Great. Let's move on to gaming. A couple of questions on gaming. First from Justin Patterson at KeyBanc for Greg. The gaming portfolio expanded significantly last year and even added more mainstream titles like Grand Theft Auto Trilogy. How are you thinking about sizing the investment in this area how has engagement changed over the past year? And what are the signals you're evaluating to gauge when it's time to monetize?

Gregory Peters
executive

Yes. Well, we're stoked by the performance of GTA. We had high hopes, but it exceeded even those high hopes. So that's a -- it's a great place to be. So the biggest download and engagement numbers that we've seen so far.

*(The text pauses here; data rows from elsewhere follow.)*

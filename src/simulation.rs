use crate::board::Board;
use crate::clock::SimulationClock;
use crate::config::Config;
use crate::controller;
use crate::input::{InputTracker, RawInput};

/// Everything the frame loop mutates, owned in one place.
#[derive(Debug)]
pub struct Simulation {
    board: Board,
    clock: SimulationClock,
    input: InputTracker,
}

impl Simulation {
    pub fn new(config: &Config) -> Self {
        Self {
            board: Board::new(config.cols, config.rows),
            clock: SimulationClock::new(config.initial_tick_interval_ms, config.start_paused),
            input: InputTracker::new(config.cell_size(), (config.cols, config.rows)),
        }
    }

    pub fn handle_input(&mut self, raw: RawInput) {
        self.input.handle(raw);
    }

    /// Runs one loop iteration after the event batch has been drained:
    /// apply inputs, roll edge state forward, then drain simulation lag.
    /// Returns the number of generations computed from lag.
    pub fn frame(&mut self, elapsed_ms: u64) -> u32 {
        controller::process_inputs(&self.input, &mut self.board, &mut self.clock);
        self.input.end_frame();
        self.clock.advance(elapsed_ms, &mut self.board)
    }

    pub fn board(&self) -> &Board {
        &self.board
    }

    pub fn board_mut(&mut self) -> &mut Board {
        &mut self.board
    }

    pub fn clock(&self) -> &SimulationClock {
        &self.clock
    }

    pub fn quit_requested(&self) -> bool {
        self.input.quit_requested()
    }
}
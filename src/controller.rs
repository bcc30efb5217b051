use crate::board::{Board, Cell};
use crate::clock::SimulationClock;
use crate::input::{InputTracker, LogicalInput};

/// Interval change per frame while a speed key is held.
pub const SPEED_STEP_MS: u64 = 10;

/// Applies one frame of input to the board and clock.
///
/// Painting and speed changes are level-triggered and repeat every frame the
/// input is held. Pause, clear and single-step fire on the rising edge only.
pub fn process_inputs(input: &InputTracker, board: &mut Board, clock: &mut SimulationClock) {
    let place = input.is_held(LogicalInput::PlaceCell);
    if place || input.is_held(LogicalInput::ClearCell) {
        let (col, row) = input.cursor_cell();
        board.set(col as i32, row as i32, Cell::from(place));
    }
    if input.is_falling_edge(LogicalInput::PlaceCell) || input.is_falling_edge(LogicalInput::ClearCell) {
        log::debug!("Paint stroke ended at {:?}, population {}", input.cursor_cell(), board.population());
    }

    if input.is_rising_edge(LogicalInput::TogglePause) {
        clock.toggle_pause();
        log::info!("Paused: {}", clock.is_paused());
    }

    if input.is_held(LogicalInput::SpeedUp) {
        clock.set_tick_interval(clock.tick_interval_ms().saturating_sub(SPEED_STEP_MS));
        log::info!("Speed: {:03}", clock.tick_interval_ms());
    }
    if input.is_held(LogicalInput::SpeedDown) {
        clock.set_tick_interval(clock.tick_interval_ms() + SPEED_STEP_MS);
        log::info!("Speed: {:03}", clock.tick_interval_ms());
    }

    if input.is_rising_edge(LogicalInput::ClearBoard) {
        board.clear();
        clock.set_paused(true);
        log::info!("Paused: {}", clock.is_paused());
    }

    if input.is_rising_edge(LogicalInput::SingleStep) && clock.is_paused() {
        clock.force_single_tick(board);
    }
}
/// Logical inputs the simulation reacts to, independent of which key or
/// button produced them.
#[derive(Debug, Clone, Copy, PartialEq, Eq, Hash)]
pub enum LogicalInput {
    TogglePause,
    PlaceCell,
    ClearCell,
    SpeedUp,
    SpeedDown,
    ClearBoard,
    SingleStep,
}

impl LogicalInput {
    pub const COUNT: usize = 7;

    pub const ALL: [LogicalInput; Self::COUNT] = [
        LogicalInput::TogglePause,
        LogicalInput::PlaceCell,
        LogicalInput::ClearCell,
        LogicalInput::SpeedUp,
        LogicalInput::SpeedDown,
        LogicalInput::ClearBoard,
        LogicalInput::SingleStep,
    ];

    pub fn index(self) -> usize {
        self as usize
    }

    pub fn from_index(index: usize) -> Option<Self> {
        Self::ALL.get(index).copied()
    }
}

/// A window event after key/button mapping.
#[derive(Debug, Clone, Copy, PartialEq)]
pub enum RawInput {
    Quit,
    Pressed(LogicalInput),
    Released(LogicalInput),
    /// Pointer position in frame-buffer pixels.
    PointerMoved { x: u32, y: u32 },
}

/// Held state for every logical input this frame and last frame, plus the
/// cell under the pointer.
#[derive(Debug)]
pub struct InputTracker {
    current: [bool; LogicalInput::COUNT],
    previous: [bool; LogicalInput::COUNT],
    cell_size: (u32, u32),
    grid_size: (u32, u32),
    cursor: (u32, u32),
    quit_requested: bool,
}

impl InputTracker {
    pub fn new(cell_size: (u32, u32), grid_size: (u32, u32)) -> Self {
        Self {
            current: [false; LogicalInput::COUNT],
            previous: [false; LogicalInput::COUNT],
            cell_size,
            grid_size,
            cursor: (0, 0),
            quit_requested: false,
        }
    }

    pub fn handle(&mut self, input: RawInput) {
        match input {
            RawInput::Quit => self.quit_requested = true,
            RawInput::Pressed(logical) => self.current[logical.index()] = true,
            RawInput::Released(logical) => self.current[logical.index()] = false,
            RawInput::PointerMoved { x, y } => self.pointer_moved(x, y),
        }
    }

    /// Recomputes the cursor cell. A zero cell size means the grid does not
    /// fit the window; the previous cursor cell is kept.
    fn pointer_moved(&mut self, x: u32, y: u32) {
        let (cell_w, cell_h) = self.cell_size;
        if cell_w == 0 || cell_h == 0 {
            log::error!("Cannot map pointer to a cell: cell size is {}x{}", cell_w, cell_h);
            return;
        }

        let (cols, rows) = self.grid_size;
        self.cursor = (
            (x / cell_w).min(cols.saturating_sub(1)),
            (y / cell_h).min(rows.saturating_sub(1)),
        );
    }

    /// Copies this frame's held state into the previous-frame slots. Call
    /// once per frame, after edges have been consumed.
    pub fn end_frame(&mut self) {
        self.previous = self.current;
    }

    pub fn is_held(&self, input: LogicalInput) -> bool {
        self.current[input.index()]
    }

    pub fn is_rising_edge(&self, input: LogicalInput) -> bool {
        self.current[input.index()] && !self.previous[input.index()]
    }

    pub fn is_falling_edge(&self, input: LogicalInput) -> bool {
        !self.current[input.index()] && self.previous[input.index()]
    }

    pub fn is_held_index(&self, index: usize) -> bool {
        LogicalInput::from_index(index).map_or(false, |input| self.is_held(input))
    }

    pub fn is_rising_edge_index(&self, index: usize) -> bool {
        LogicalInput::from_index(index).map_or(false, |input| self.is_rising_edge(input))
    }

    pub fn is_falling_edge_index(&self, index: usize) -> bool {
        LogicalInput::from_index(index).map_or(false, |input| self.is_falling_edge(input))
    }

    pub fn cursor_cell(&self) -> (u32, u32) {
        self.cursor
    }

    pub fn quit_requested(&self) -> bool {
        self.quit_requested
    }
}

We were in the top mobile game downloads for several weeks, which shows it was not only big for us, but big numbers for mobile gaming in general. And beyond any specific title, we've tripled game engagement over the last year. So that's a solid growth trajectory for us. Games, it's a huge opportunity, $140 billion in consumer spend, ex-China and Russia. And we believe we can build games as strong components, and other content category to deliver entertainment value to our subscribers. But to your question on size of investment, we thought about this as we've got to allocate enough to the initiative to ensure that we're playing to win, that we have enough activity in the space that we're learning and growing, but also recognizing that we had a tremendous amount to learn and a tremendous set of institutional capabilities to develop. And we wanted to make sure that we weren't growing that investment significantly before proving to ourselves that we can actually effectively translate that investment into member value. So things are going well. We continue to see this level of engagement growth and we continue to see what we've been seeing so far, which is evidence, as we would expect, that, that engagement leads to business benefits like increased retention, then we'll be able to scale that investment appropriately. Having said all of that, it's still, I'll use the early days, words that we love to use. And it's worth noting that our games investment is a very small fraction of our overall content budget right now.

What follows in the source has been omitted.